Work required: Scan the listing below for the word "tokio", then copy each line that has it.

Dataset extract:
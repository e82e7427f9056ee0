//! Scan verifier (spec.md §4.E). Combines the token codec, the lifecycle
//! engine, and the audit log on a single gate event.
//!
//! The exception-driven flow of the Python original collapses, per
//! spec.md §9's Design Note, into a tagged result returned by
//! `log_and_return`, which both writes the `ScanLog` and produces the
//! `VerifyOutcome` the HTTP boundary serialises — there is exactly one
//! place a scan attempt is logged, success or failure.

use crate::audit::AuditBroadcaster;
use crate::biometric::{BiometricVerdict, BiometricVerifier};
use crate::config::Config;
use crate::domain::{Direction, PassId, Principal, ScanLog, ScanResult};
use crate::lifecycle::LifecycleEngine;
use crate::notify::{dispatch, NotificationEvent, NotificationSink};
use crate::store::PassStore;
use crate::token::{self, TokenError};
use chrono::Utc;
use std::sync::Arc;
use tracing::instrument;

pub struct VerifyOutcome {
    pub result: ScanResult,
    pub detail: String,
    pub pass_id: Option<PassId>,
    pub biometric: Option<BiometricVerdict>,
}

pub struct ScanVerifier {
    store: Arc<dyn PassStore>,
    lifecycle: Arc<LifecycleEngine>,
    audit: Arc<AuditBroadcaster>,
    config: Config,
    notify_sink: &'static dyn NotificationSink,
    biometric: Arc<dyn BiometricVerifier>,
}

impl ScanVerifier {
    pub fn new(
        store: Arc<dyn PassStore>,
        lifecycle: Arc<LifecycleEngine>,
        audit: Arc<AuditBroadcaster>,
        config: Config,
        notify_sink: &'static dyn NotificationSink,
        biometric: Arc<dyn BiometricVerifier>,
    ) -> Self {
        Self {
            store,
            lifecycle,
            audit,
            config,
            notify_sink,
            biometric,
        }
    }

    fn log_and_return(
        &self,
        pass_id: Option<PassId>,
        subject_id: Option<u64>,
        scanner: &Principal,
        direction: Direction,
        result: ScanResult,
        detail: &str,
        emergency: bool,
    ) -> VerifyOutcome {
        let record = ScanLog {
            id: 0,
            pass_id,
            subject_id,
            scanner_id: scanner.id,
            direction,
            result,
            detail: detail.to_string(),
            timestamp: Utc::now(),
            emergency,
        };
        let inserted = self.store.insert_scan(record);
        self.audit.publish(inserted);
        VerifyOutcome {
            result,
            detail: detail.to_string(),
            pass_id,
            biometric: None,
        }
    }

    /// spec.md §4.E decision procedure, steps 1-7.
    #[instrument(skip(self, token_str, image), fields(scanner = scanner.id))]
    pub async fn verify(
        &self,
        token_str: &str,
        scanner: &Principal,
        image: Option<Vec<u8>>,
    ) -> VerifyOutcome {
        // Step 1+2: parse and MAC-verify outside the per-pass lock.
        let parsed = match token::parse_and_verify(&self.config.secret_key, token_str) {
            Ok(p) => p,
            Err(TokenError::Structural) => {
                return self.log_and_return(
                    None,
                    None,
                    scanner,
                    Direction::Entry,
                    ScanResult::Invalid,
                    "malformed",
                    false,
                )
            }
            Err(TokenError::SignatureMismatch) => {
                return self.log_and_return(
                    None,
                    None,
                    scanner,
                    Direction::Entry,
                    ScanResult::Invalid,
                    "sig-mismatch",
                    false,
                )
            }
        };

        // Step 3: load pass by id.
        let pass = match self.store.get_pass(parsed.pass_id) {
            Some(p) => p,
            None => {
                return self.log_and_return(
                    Some(parsed.pass_id),
                    None,
                    scanner,
                    Direction::Entry,
                    ScanResult::Invalid,
                    "no-pass",
                    false,
                )
            }
        };

        // Step 4: expiry — now == E counts as expired (spec.md §8 boundary).
        let now = Utc::now();
        if now.timestamp() >= parsed.expiry_unix {
            return self.log_and_return(
                Some(pass.id),
                Some(pass.subject_id),
                scanner,
                pass.direction,
                ScanResult::Expired,
                "past-expiry",
                false,
            );
        }

        // Step 5: state must be approved.
        if pass.state != crate::domain::PassState::Approved {
            return self.log_and_return(
                Some(pass.id),
                Some(pass.subject_id),
                scanner,
                pass.direction,
                ScanResult::NotApproved,
                pass.state.as_str(),
                false,
            );
        }

        // Step 6: exactly-once consumption under the per-row lock.
        match self.lifecycle.consume(pass.id, scanner) {
            Err(crate::error::GateError::Replay) => self.log_and_return(
                Some(pass.id),
                Some(pass.subject_id),
                scanner,
                pass.direction,
                ScanResult::Replay,
                "already-used",
                false,
            ),
            Err(_) => self.log_and_return(
                Some(pass.id),
                Some(pass.subject_id),
                scanner,
                pass.direction,
                ScanResult::Invalid,
                "consume-failed",
                false,
            ),
            Ok(_) => {
                let mut outcome = self.log_and_return(
                    Some(pass.id),
                    Some(pass.subject_id),
                    scanner,
                    pass.direction,
                    ScanResult::Success,
                    "verified",
                    false,
                );

                // Step 7: side effects — never downgrade the gate decision.
                if let Some(subject) = self.store.get_principal(pass.subject_id) {
                    dispatch(
                        self.notify_sink,
                        NotificationEvent::ScanSucceeded {
                            pass_id: pass.id,
                            subject_id: subject.id,
                            direction: pass.direction,
                        },
                        self.config.side_effect_budget,
                    );

                    if let Some(img) = image {
                        // Advisory only: attach the verdict if it completes
                        // before the response is sent, else omit it.
                        let biometric = self.biometric.clone();
                        let verdict = tokio::time::timeout(
                            self.config.side_effect_budget,
                            tokio::task::spawn_blocking(move || biometric.verify(&img, &subject)),
                        )
                        .await;
                        if let Ok(Ok(v)) = verdict {
                            outcome.biometric = Some(v);
                        }
                    }
                }

                outcome
            }
        }
    }
}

Task result:
                        let verdict = tokio::time::timeout(
                            tokio::task::spawn_blocking(move || biometric.verify(&img, &subject)),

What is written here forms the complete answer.